TITLE=Targeting RAB7 in human B lymphoma by a small molecule inhibitor arrests tumor cell growth

JOURNAL=Frontiers in Oncology

VOLUME=Volume 15 - 2025

YEAR=2025

URL=https://www.frontiersin.org/journals/oncology/articles/10.3389/fonc.2025.1616519

DOI=10.3389/fonc.2025.1616519

ISSN=2234-943X

ABSTRACT=RAB7, encoded by RAB7A in humans and Rab7 in mice, is a small GTPase that catalyzes endosome maturation. It mediates NF-κB activation through the assembly of intracellular membrane signalosomes in stimulated normal B cells and plays a B cell-intrinsic role in the antibody response in mice.

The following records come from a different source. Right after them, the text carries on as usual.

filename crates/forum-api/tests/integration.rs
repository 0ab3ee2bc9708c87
mod common;

mod topic_tests;
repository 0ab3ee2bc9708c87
use sqlx::{Executor, Postgres};

use crate::models::Course;

pub async fn find_by_id<'e, E>(executor: E, course_id: i64) -> Result<Option<Course>, sqlx::Error>
where
    E: Executor<'e, Database = Postgres>,
{
    sqlx::query_as(
        // language=PostgreSQL
        r#"
            SELECT id, name, category
            FROM courses
            WHERE id = $1
        "#,
    )
    .bind(course_id)
    .fetch_optional(executor)
    .await
}
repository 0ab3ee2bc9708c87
pub mod cors;
pub mod request_id;
pub mod security_headers;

Here we show RAB7A transcripts are expressed in primary diffuse large B-cell lymphomas (DLBCLs), and that RAB7 protein expression is heightened in activated human tonsil B cells as well as in DLBCL and Burkitt lymphoma cell lines. Treating these cell lines with CID1067700, a selective small-molecule RAB7 inhibitor, results in a dose-dependent decrease in cell growth, associated with impaired proliferation and survival. CID1067700 also suppressed tumor development from Daudi cells, a Burkitt lymphoma cell line, in Foxn1nu/nu nude mice. The inhibitory effect of CID1067700 on Daudi cell growth in vitro is further enhanced by methyl-β-cyclodextrin, which disrupts plasma membrane lipid rafts, and by FX1, a BCL6 inhibitor. These findings, together with the unfavorable prognosis of DLBCL patients showing high RAB7A expression, suggest that targeting RAB7 is a promising therapeutic approach for mature B cell-derived lymphomas.